Вот они, горы, надо Мной. Сияющие… далекими, равнодушными снегами…
Он сначала сгорбился невыносимо, потом попытался разогнуться под тяжестью креста. Вдруг тяжесть куда-то исчезла. Чье-то, чужое, потом пахнущее, сильное плечо подставилось под деревянную плаху, взяло, приняло на себя неподъемное бревно.
Крики солдат усилились. Потом смолкли, и стало тихо.
Он слышал только сопение, хриплое дыхание волокущего крест рядом с Ним, в подмогу Ему, и чувствовал — ноги идут, еще идут, еще загребают воздух, еще перебирают по шажку землю, как пальцы — книгу, разворачивая свиток с ароматом ладана и смирны.
Ладан… смирна… что они еще подарили Ему?.. волхвы…
Да, золото еще… много золота… Мать говорила… золотые кольца, нанизанные на шелковую нить, будто рыба — на кукан, золотые подвески царские… золотые небесные диадемы… маленькую золотую корону — как раз на темечко, на родничок младенца… Мать говорила, волхвы сказали: мы цари Востока, но этот мальчик твой — Царь Царей, он будет Царь над всеми нами, над народами всеми, и вот Ему — корона…
Где все это злато, где?..
Где все злато мира, что Искушавший Его в пустыне хотел бросить, швырнуть к ногам Его…
Мать все, все раздала… Ни к чему оно ей было, ведь Он возрос мужчиной, а не женщиной, любящей все блесткое, сладкое, златое… Раздала — сестрам, дочерям… родне…
А Его детскую царскую корону кому подарила?.. Да, да… Марии, ученице Его…
Он с трудом, с хрустом повернул шею, и перед лицом пронесся ворон, задел Его скулу ночным крылом.

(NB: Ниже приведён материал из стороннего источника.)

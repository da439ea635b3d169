//! Insecticide-treated net categories.

use crate::error::{EmulatorError, Result};
use serde::{Deserialize, Serialize};
use std::fmt;
use std::str::FromStr;

/// Canonical intervention-net category.
///
/// Serialized by canonical name (`pyrethroid_only`, ...). Each category also
/// has a short code (`py_only`, ...) used by scenario inputs.
#[derive(Debug, Clone, Copy, PartialEq, Eq, Hash, PartialOrd, Ord, Serialize, Deserialize)]
#[serde(rename_all = "snake_case")]
pub enum NetType {
    PyrethroidOnly,
    PyrethroidPbo,
    PyrethroidPyrrole,
    PyrethroidPpf,
}

impl NetType {
    pub const ALL: [NetType; 4] = [
        NetType::PyrethroidOnly,
        NetType::PyrethroidPbo,
        NetType::PyrethroidPyrrole,
        NetType::PyrethroidPpf,
    ];

    pub fn short_code(self) -> &'static str {
        match self {
            NetType::PyrethroidOnly => "py_only",
            NetType::PyrethroidPbo => "py_pbo",
            NetType::PyrethroidPyrrole => "py_pyrrole",
            NetType::PyrethroidPpf => "py_ppf",
        }
    }

    pub fn canonical_name(self) -> &'static str {
        match self {
            NetType::PyrethroidOnly => "pyrethroid_only",
            NetType::PyrethroidPbo => "pyrethroid_pbo",
            NetType::PyrethroidPyrrole => "pyrethroid_pyrrole",
            NetType::PyrethroidPpf => "pyrethroid_ppf",
        }
    }

    /// Translate a user-facing short code. Canonical names are not accepted here.
    pub fn from_short_code(code: &str) -> Result<Self> {
        Self::ALL
            .into_iter()
            .find(|net| net.short_code() == code)
            .ok_or_else(|| unknown(code))
    }
}

fn unknown(name: &str) -> EmulatorError {
    EmulatorError::UnknownNetType {
        name: name.to_string(),
        expected: NetType::ALL
            .iter()
            .map(|net| net.short_code())
            .collect::<Vec<_>>()
            .join(", "),
    }
}

impl FromStr for NetType {
    type Err = EmulatorError;

    /// Accepts either a short code or a canonical name.
    fn from_str(s: &str) -> Result<Self> {
        Self::ALL
            .into_iter()
            .find(|net| net.short_code() == s || net.canonical_name() == s)
            .ok_or_else(|| unknown(s))
    }
}

impl fmt::Display for NetType {
    fn fmt(&self, f: &mut fmt::Formatter<'_>) -> fmt::Result {
        f.write_str(self.canonical_name())
    }
}
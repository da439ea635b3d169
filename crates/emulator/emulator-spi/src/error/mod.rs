//! Error module containing the emulator error type and result alias

mod emulator_error;

pub use emulator_error::{EmulatorError, ErrorKind};

/// Result type for emulator operations
pub type Result<T> = std::result::Result<T, EmulatorError>;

Вот как: Он крестился — к Нему голубка прилетела, а умирать идет — вот он, ворон, тут как тут. И вот они, три Марии. Мать Его… ученица Его… и еще это детское лицо, большеглазое… Мария, сестра Марфы и Лазаря, вынутого Им из мрака и смрада могилы. Мария, ты вынешь Меня из могилы Моей?!
И глаза этой девочки, с зареванным лицом, послушно отвечают Ему: да, я приду к Тебе, Господь мой! Но Ты же не умрешь! Не бойся! Ты же… Ты же…
Если девочка плачет так горько — значит, она сама не верит в то, что молча, глазами, кричит Мне.